**Exercise details**:
Please set the lines down again exactly, from the top of the entries through the line that contains "연결 주소를 씁니다.".

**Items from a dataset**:
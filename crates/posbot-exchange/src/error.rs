//! 거래소 에러 타입.

use thiserror::Error;

/// 거래소 관련 에러.
#[derive(Debug, Error)]
pub enum ExchangeError {
    /// 요청 타임아웃
    #[error("Request timeout: {0}")]
    Timeout(String),

    /// 네트워크/연결 에러
    #[error("Network error: {0}")]
    Network(String),

    /// 인증/서명 거부
    #[error("Unauthorized: {0}")]
    Unauthorized(String),

    /// 거래소가 반환한 에러 응답
    #[error("API error {code}: {message}")]
    ApiError { code: i32, message: String },

    /// 200 응답이지만 본문을 해석할 수 없음
    #[error("Parse error: {0}")]
    Parse(String),
}

/// 거래소 작업을 위한 Result 타입.
pub type ExchangeResult<T> = Result<T, ExchangeError>;

impl ExchangeError {
    /// 재시도 가능한 에러인지 확인.
    pub fn is_retryable(&self) -> bool {
        matches!(self, ExchangeError::Timeout(_) | ExchangeError::Network(_))
    }

    /// 인증 에러인지 확인.
    pub fn is_auth_error(&self) -> bool {
        matches!(self, ExchangeError::Unauthorized(_))
    }
}

impl From<reqwest::Error> for ExchangeError {
    fn from(err: reqwest::Error) -> Self {
        if err.is_timeout() {
            ExchangeError::Timeout(err.to_string())
        } else {
            ExchangeError::Network(err.to_string())
        }
    }
}

impl From<serde_json::Error> for ExchangeError {
    fn from(err: serde_json::Error) -> Self {
        ExchangeError::Parse(err.to_string())
    }
}
//! 발신 IP 허용 목록 미들웨어.
//!
//! 웹훅 엔드포인트는 텔레그램의 공개 서버 대역에서 오는 요청만
//! 수락합니다. 클라이언트 IP는 리버스 프록시 헤더를 우선 신뢰하고
//! (`X-Forwarded-For` → `X-Real-IP`), 없으면 TCP 연결 주소를 씁니다.
//! IP를 알아낼 수 없는 요청은 거부합니다.

use axum::{
    extract::{ConnectInfo, Request, State},
    http::StatusCode,
    middleware::Next,
    response::{IntoResponse, Json, Response},
};
use serde_json::json;
use std::net::{IpAddr, SocketAddr};
use std::str::FromStr;
use std::sync::Arc;
use tracing::warn;

/// 텔레그램 웹훅 발신 대역.
///
/// https://core.telegram.org/bots/webhooks 에 공지된 대역 목록.
const TELEGRAM_CIDR_RANGES: &[&str] = &[
    "91.108.56.0/22",
    "91.108.4.0/22",
    "91.108.8.0/22",
    "91.108.16.0/22",
    "91.108.12.0/22",
    "149.154.160.0/20",
    "91.105.192.0/23",
    "91.108.20.0/22",
    "185.76.151.0/24",
    "2001:b28:f23d::/48",
    "2001:b28:f23f::/48",
    "2001:67c:4e8::/48",
    "2001:b28:f23c::/48",
    "2a0a:f280::/32",
];

/// CIDR 표기 IP 대역.
#[derive(Debug, Clone, Copy, PartialEq, Eq)]
pub enum CidrRange {
    V4 { network: u32, prefix: u8 },
    V6 { network: u128, prefix: u8 },
}

impl CidrRange {
    /// 주소가 이 대역에 속하는지 확인합니다. 주소 패밀리가 다르면 false.
    pub fn contains(&self, addr: IpAddr) -> bool {
        match (self, addr) {
            (CidrRange::V4 { network, prefix }, IpAddr::V4(v4)) => {
                let mask = v4_mask(*prefix);
                (u32::from(v4) & mask) == (*network & mask)
            }
            (CidrRange::V6 { network, prefix }, IpAddr::V6(v6)) => {
                let mask = v6_mask(*prefix);
                (u128::from(v6) & mask) == (*network & mask)
            }
            _ => false,
        }
    }
}

fn v4_mask(prefix: u8) -> u32 {
    if prefix == 0 {
        0
    } else {
        u32::MAX << (32 - u32::from(prefix))
    }
}

fn v6_mask(prefix: u8) -> u128 {
    if prefix == 0 {
        0
    } else {
        u128::MAX << (128 - u32::from(prefix))
    }
}

impl FromStr for CidrRange {
    type Err = String;

    fn from_str(s: &str) -> Result<Self, Self::Err> {
        let (addr_part, prefix_part) = s
            .split_once('/')
            .ok_or_else(|| format!("missing prefix length: {}", s))?;

        let prefix: u8 = prefix_part
            .parse()
            .map_err(|_| format!("invalid prefix length: {}", s))?;

        match IpAddr::from_str(addr_part).map_err(|_| format!("invalid address: {}", s))? {
            IpAddr::V4(v4) => {
                if prefix > 32 {
                    return Err(format!("prefix out of range: {}", s));
                }
                Ok(CidrRange::V4 {
                    network: u32::from(v4),
                    prefix,
                })
            }
            IpAddr::V6(v6) => {
                if prefix > 128 {
                    return Err(format!("prefix out of range: {}", s));
                }
                Ok(CidrRange::V6 {
                    network: u128::from(v6),
                    prefix,
                })
            }
        }
    }
}

/// 허용 대역 집합.
#[derive(Debug, Clone)]
pub struct IpAllowlist {
    ranges: Vec<CidrRange>,
}

impl IpAllowlist {
    /// 텔레그램 공개 대역으로 허용 목록을 생성합니다.
    pub fn telegram() -> Self {
        let ranges = TELEGRAM_CIDR_RANGES
            .iter()
            .map(|s| {
                s.parse()
                    .unwrap_or_else(|e| panic!("invalid built-in CIDR range: {}", e))
            })
            .collect();
        Self { ranges }
    }

    /// 주소가 허용 대역 중 하나에 속하는지 확인합니다.
    pub fn allows(&self, addr: IpAddr) -> bool {
        self.ranges.iter().any(|range| range.contains(addr))
    }
}

/// 요청에서 클라이언트 IP를 추출합니다.
///
/// `X-Forwarded-For`의 첫 항목, `X-Real-IP`, TCP 연결 주소 순으로
/// 시도합니다.
fn client_ip(request: &Request) -> Option<IpAddr> {
    if let Some(forwarded) = request.headers().get("x-forwarded-for") {
        if let Ok(value) = forwarded.to_str() {
            if let Some(first) = value.split(',').next() {
                if let Ok(addr) = IpAddr::from_str(first.trim()) {
                    return Some(addr);
                }
            }
        }
    }

    if let Some(real_ip) = request.headers().get("x-real-ip") {
        if let Ok(value) = real_ip.to_str() {
            if let Ok(addr) = IpAddr::from_str(value.trim()) {
                return Some(addr);
            }
        }
    }

    request
        .extensions()
        .get::<ConnectInfo<SocketAddr>>()
        .map(|ConnectInfo(addr)| addr.ip())
}

/// 발신 IP가 허용 목록 밖이면 403으로 차단합니다.
pub async fn ip_allowlist_middleware(
    State(allowlist): State<Arc<IpAllowlist>>,
    request: Request,
    next: Next,
) -> Response {
    let Some(addr) = client_ip(&request) else {
        warn!("Request without identifiable client IP, denying");
        return access_denied();
    };

    if !allowlist.allows(addr) {
        warn!(ip = %addr, "Request from outside the allow list, denying");
        return access_denied();
    }

    next.run(request).await
}

fn access_denied() -> Response {
    (StatusCode::FORBIDDEN, Json(json!({"detail": "Access denied"}))).into_response()
}

#[cfg(test)]
mod tests {
    use super::*;
    use axum::{
        body::Body,
        http::{Request as HttpRequest, StatusCode},
        middleware::from_fn_with_state,
        routing::get,
        Router,
    };
    use tower::ServiceExt;

    #[test]
    fn test_cidr_parse_v4() {
        let range: CidrRange = "149.154.160.0/20".parse().unwrap();
        assert_eq!(
            range,
            CidrRange::V4 {
                network: u32::from_be_bytes([149, 154, 160, 0]),
                prefix: 20
            }
        );
    }

    #[test]
    fn test_cidr_parse_rejects_garbage() {
        assert!("149.154.160.0".parse::<CidrRange>().is_err());
        assert!("not-an-ip/20".parse::<CidrRange>().is_err());
        assert!("149.154.160.0/33".parse::<CidrRange>().is_err());
        assert!("2a0a:f280::/129".parse::<CidrRange>().is_err());
    }

    #[test]
    fn test_v4_contains_boundaries() {
        let range: CidrRange = "149.154.160.0/20".parse().unwrap();

        assert!(range.contains("149.154.160.1".parse().unwrap()));
        assert!(range.contains("149.154.175.255".parse().unwrap()));
        assert!(!range.contains("149.154.176.0".parse().unwrap()));
        assert!(!range.contains("149.154.159.255".parse().unwrap()));
    }

    #[test]
    fn test_v6_contains() {
        let range: CidrRange = "2a0a:f280::/32".parse().unwrap();

        assert!(range.contains("2a0a:f280::1".parse().unwrap()));
        assert!(range.contains("2a0a:f280:ffff::1".parse().unwrap()));
        assert!(!range.contains("2a0a:f281::1".parse().unwrap()));
    }

    #[test]
    fn test_family_mismatch_is_false() {
        let v4: CidrRange = "91.108.4.0/22".parse().unwrap();
        let v6: CidrRange = "2a0a:f280::/32".parse().unwrap();

        assert!(!v4.contains("2a0a:f280::1".parse().unwrap()));
        assert!(!v6.contains("91.108.4.1".parse().unwrap()));
    }

    #[test]
    fn test_telegram_allowlist_accepts_known_ranges() {
        let allowlist = IpAllowlist::telegram();

        assert!(allowlist.allows("91.108.56.10".parse().unwrap()));
        assert!(allowlist.allows("149.154.167.220".parse().unwrap()));
        assert!(allowlist.allows("2001:b28:f23d::1".parse().unwrap()));
        assert!(!allowlist.allows("8.8.8.8".parse().unwrap()));
        assert!(!allowlist.allows("127.0.0.1".parse().unwrap()));
    }

    fn test_app() -> Router {
        let allowlist = Arc::new(IpAllowlist::telegram());
        Router::new()
            .route("/", get(|| async { "ok" }))
            .layer(from_fn_with_state(allowlist, ip_allowlist_middleware))
    }

    async fn get_with_forwarded_for(ip: &str) -> StatusCode {
        let response = test_app()
            .oneshot(
                HttpRequest::builder()
                    .uri("/")
                    .header("x-forwarded-for", ip)
                    .body(Body::empty())
                    .unwrap(),
            )
            .await
            .unwrap();
        response.status()
    }

    #[tokio::test]
    async fn test_middleware_allows_telegram_ip() {
        assert_eq!(get_with_forwarded_for("149.154.167.220").await, StatusCode::OK);
    }

    #[tokio::test]
    async fn test_middleware_denies_unknown_ip() {
        let response = test_app()
            .oneshot(
                HttpRequest::builder()
                    .uri("/")
                    .header("x-forwarded-for", "8.8.8.8")
                    .body(Body::empty())
                    .unwrap(),
            )
            .await
            .unwrap();

        assert_eq!(response.status(), StatusCode::FORBIDDEN);
        let bytes = axum::body::to_bytes(response.into_body(), usize::MAX)
            .await
            .unwrap();
        let json: serde_json::Value = serde_json::from_slice(&bytes).unwrap();
        assert_eq!(json, serde_json::json!({"detail": "Access denied"}));
    }

    #[tokio::test]
    async fn test_middleware_denies_without_client_ip() {
        let response = test_app()
            .oneshot(HttpRequest::builder().uri("/").body(Body::empty()).unwrap())
            .await
            .unwrap();

        assert_eq!(response.status(), StatusCode::FORBIDDEN);
    }

    #[tokio::test]
    async fn test_middleware_uses_first_forwarded_entry() {
        // 프록시 체인에서 최초 클라이언트 주소만 평가
        assert_eq!(
            get_with_forwarded_for("8.8.8.8, 149.154.167.220").await,
            StatusCode::FORBIDDEN
        );
        assert_eq!(
            get_with_forwarded_for("149.154.167.220, 10.0.0.1").await,
            StatusCode::OK
        );
    }

    #[tokio::test]
    async fn test_middleware_falls_back_to_real_ip_header() {
        let response = test_app()
            .oneshot(
                HttpRequest::builder()
                    .uri("/")
                    .header("x-real-ip", "91.108.4.7")
                    .body(Body::empty())
                    .unwrap(),
            )
            .await
            .unwrap();

        assert_eq!(response.status(), StatusCode::OK);
    }
}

**Result of the task**:
filename crates/posbot-exchange/src/error.rs
//! 거래소 에러 타입.

use thiserror::Error;

/// 거래소 관련 에러.
#[derive(Debug, Error)]
pub enum ExchangeError {
    /// 요청 타임아웃
    #[error("Request timeout: {0}")]
    Timeout(String),

    /// 네트워크/연결 에러
    #[error("Network error: {0}")]
    Network(String),

    /// 인증/서명 거부
    #[error("Unauthorized: {0}")]
    Unauthorized(String),

    /// 거래소가 반환한 에러 응답
    #[error("API error {code}: {message}")]
    ApiError { code: i32, message: String },

    /// 200 응답이지만 본문을 해석할 수 없음
    #[error("Parse error: {0}")]
    Parse(String),
}

/// 거래소 작업을 위한 Result 타입.
pub type ExchangeResult<T> = Result<T, ExchangeError>;

impl ExchangeError {
    /// 재시도 가능한 에러인지 확인.
    pub fn is_retryable(&self) -> bool {
        matches!(self, ExchangeError::Timeout(_) | ExchangeError::Network(_))
    }

    /// 인증 에러인지 확인.
    pub fn is_auth_error(&self) -> bool {
        matches!(self, ExchangeError::Unauthorized(_))
    }
}

impl From<reqwest::Error> for ExchangeError {
    fn from(err: reqwest::Error) -> Self {
        if err.is_timeout() {
            ExchangeError::Timeout(err.to_string())
        } else {
            ExchangeError::Network(err.to_string())
        }
    }
}

impl From<serde_json::Error> for ExchangeError {
    fn from(err: serde_json::Error) -> Self {
        ExchangeError::Parse(err.to_string())
    }
}
//! 발신 IP 허용 목록 미들웨어.
//!
//! 웹훅 엔드포인트는 텔레그램의 공개 서버 대역에서 오는 요청만
//! 수락합니다. 클라이언트 IP는 리버스 프록시 헤더를 우선 신뢰하고
//! (`X-Forwarded-For` → `X-Real-IP`), 없으면 TCP 연결 주소를 씁니다.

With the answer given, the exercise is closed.